Bad gen on the antigen

I’m a loyal follower of The Times: I worked for it for 14 years. I’m also a great supporter of prostate cancer support and research: my father died of the condition.
So you’d have thought I’d be rejoicing about the fact that this year The Times Christmas Appeal is supporting Prostate Cancer UK. But I’m not. Why?
Because it seems the charity is using this wonderful opportunity to raise money for research, to promote messages about prostate cancer which are unhelpful and possibly damaging.
This week the journal Biomarkers in Medicine pointed to the shortcomings of the PSA (prostate specific antigen) test in diagnosing prostate cancer or indicating its aggression. It highlighted the need to find new biomarkers that would provide doctors with a genuinely useful test – one that wouldn’t throw up vast numbers of false positives, and expose men to tests and treatments that could leave them unnecessarily impotent, incontinent or in pain. Such a test currently does not exist.
The prostate specific antigen. Pic: EAS 
Yet here in the same week is Owen Sharp, Chief Executive of Prostate Cancer UK, quoted in an article in The Times to launch the appeal:
“Low awareness of the PSA test means that lives may be lost every single day because men don’t know what is already available to them,” he said.
“We know that GPs are turning men away and talking them out of it. It’s not the majority but it’s about one in eight. Some of them don’t believe in the PSA test.

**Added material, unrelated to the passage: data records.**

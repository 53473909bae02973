use core::time::Duration;

/// Failures the scraper raises itself. Browser and I/O failures travel as
/// plain [`anyhow::Error`]s; these can be told apart with
/// `err.downcast_ref::<Error>()`.
#[derive(Debug, thiserror::Error)]
pub enum Error {
    #[error("timed out after {after:?} waiting for {what}")]
    Timeout { what: String, after: Duration },
    #[error("unexpected page structure: {0}")]
    Structure(String),
}

impl Error {
    pub fn structure(msg: impl Into<String>) -> Self {
        Self::Structure(msg.into())
    }

    pub const fn is_timeout(&self) -> bool {
        matches!(self, Self::Timeout { .. })
    }
}
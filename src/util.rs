use std::borrow::Cow;

use scraper::ElementRef;

/// Flattens scraped text onto one line: drops `\n`, `\r` and `\t`, trims both
/// ends and squeezes runs of spaces down to a single space.
pub fn normalize(raw: &str) -> String {
    let stripped = raw.replace(['\n', '\r', '\t'], "");

    let mut out = String::with_capacity(stripped.len());
    for word in stripped.trim().split(' ').filter(|w| !w.is_empty()) {
        if !out.is_empty() {
            out.push(' ');
        }
        out.push_str(word);
    }
    out
}

#[inline]
pub fn element_text(element: ElementRef<'_>) -> String {
    normalize(&element.text().collect::<String>())
}

/// Form names end up as file names; keep them inside the output directory.
pub fn file_stem(name: &str) -> Cow<'_, str> {
    if name.contains(['/', '\\']) {
        Cow::Owned(name.replace(['/', '\\'], "_"))
    } else {
        Cow::Borrowed(name)
    }
}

We have calls from men about this all the time and I spoke to a man last week who had a stand-up row with his GP to get the test. We need to be very clear that having had the conversation, it is men’s choice and they shouldn’t be turning men away.”

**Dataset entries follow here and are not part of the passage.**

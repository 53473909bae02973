use core::time::Duration;

use scraper::{Html, Selector};
use serde_json::Value;
use tokio::time::{Instant, sleep};

use crate::Error;

pub mod puppeteer;

pub use puppeteer::{Chrome, puppeteer};

pub const HISTORY_BACK: &str = "window.history.go(-1)";

/// What the scraper needs from a browser: go somewhere, run page script,
/// read back the rendered markup and get rid of native dialogs.
pub trait Driver {
    async fn navigate(&self, url: &str) -> anyhow::Result<()>;

    /// Runs `script` in the page and returns once it has run. Navigation it
    /// starts may still be in flight.
    async fn execute(&self, script: &str) -> anyhow::Result<()>;

    /// Queues `script` and returns before it runs, so a native dialog it
    /// opens cannot hold the caller.
    async fn dispatch(&self, script: &str) -> anyhow::Result<()>;

    /// Markup of the document as currently rendered, not as served.
    async fn page_source(&self) -> anyhow::Result<String>;

    /// Accepts an open alert/confirm. `Ok(false)` when none is showing.
    async fn accept_dialog(&self) -> anyhow::Result<bool>;

    async fn close(self) -> anyhow::Result<()>
    where
        Self: Sized;

    async fn has_element(&self, selector: &str) -> anyhow::Result<bool> {
        let selector = parse_selector(selector)?;
        let source = self.page_source().await?;
        Ok(Html::parse_document(&source).select(&selector).next().is_some())
    }
}

pub fn parse_selector(selector: &str) -> anyhow::Result<Selector> {
    Selector::parse(selector).map_err(|e| anyhow::anyhow!("invalid selector {selector:?}: {e:?}"))
}

/// Polls `check` every `interval` until it reports `true`. Gives up with
/// [`Error::Timeout`] once `timeout` has passed; check errors end the wait
/// immediately.
pub async fn wait_until<F, Fut>(
    what: &str,
    timeout: Duration,
    interval: Duration,
    mut check: F,
) -> anyhow::Result<()>
where
    F: FnMut() -> Fut,
    Fut: Future<Output = anyhow::Result<bool>>,
{
    let deadline = Instant::now() + timeout;
    loop {
        if check().await? {
            return Ok(());
        }
        if Instant::now() >= deadline {
            return Err(Error::Timeout {
                what: what.to_owned(),
                after: timeout,
            }
            .into());
        }
        sleep(interval).await;
    }
}

pub async fn wait_for_element<D: Driver>(
    driver: &D,
    selector: &str,
    timeout: Duration,
    interval: Duration,
) -> anyhow::Result<()> {
    wait_until(selector, timeout, interval, move || driver.has_element(selector)).await
}

/// Like [`wait_for_element`], but a page still rendering `before` does not
/// count, so a selector that already matched on the previous page cannot
/// pass the wait early.
pub async fn wait_for_new_element<D: Driver>(
    driver: &D,
    selector: &str,
    before: &str,
    timeout: Duration,
    interval: Duration,
) -> anyhow::Result<()> {
    let parsed = parse_selector(selector)?;
    let parsed = &parsed;
    wait_until(selector, timeout, interval, move || async move {
        let source = driver.page_source().await?;
        let found =
            source != before && Html::parse_document(&source).select(parsed).next().is_some();
        Ok::<_, anyhow::Error>(found)
    })
    .await
}

/// Accepts the first native dialog showing up within `budget`. Returns
/// whether one was accepted; nothing showing up is not an error.
pub async fn dismiss_dialog<D: Driver>(
    driver: &D,
    budget: Duration,
    interval: Duration,
) -> anyhow::Result<bool> {
    let deadline = Instant::now() + budget;
    while Instant::now() < deadline {
        if driver.accept_dialog().await? {
            tracing::debug!(target: "dialog", "dialog accepted");
            return Ok(true);
        }
        sleep(interval).await;
    }
    Ok(false)
}

#[inline]
fn js_string(s: &str) -> String {
    Value::from(s).to_string()
}

pub fn set_value_script(field: &str, value: &str) -> String {
    format!(
        "document.getElementsByName({})[0].value = {}",
        js_string(field),
        js_string(value)
    )
}

pub fn click_script(name: &str) -> String {
    format!("document.getElementsByName({})[0].click()", js_string(name))
}

pub async fn fill_form_field<D: Driver>(driver: &D, field: &str, value: &str) -> anyhow::Result<()> {
    driver.execute(&set_value_script(field, value)).await
}

pub async fn fill_login_form<D: Driver>(
    driver: &D,
    (user_field, user): (&str, &str),
    (password_field, password): (&str, &str),
) -> anyhow::Result<()> {
    fill_form_field(driver, user_field, user).await?;
    fill_form_field(driver, password_field, password).await
}

pub async fn submit_form<D: Driver>(driver: &D, button: &str) -> anyhow::Result<()> {
    driver.execute(&click_script(button)).await
}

A more responsible approach might be to support GPs who are not rushing men into having a potentially damaging test; to make clear that the PSA test is the bluntest of instruments; to stress that this is exactly why all of us need to support the quest for a new test.
Thankfully, Rosemary Bennett, the Times journalist who wrote the piece, had the sense to put Sharp’s words into context with comment from GPs about the dangers of PSA testing.
And they say it’s journalists who over-simplify...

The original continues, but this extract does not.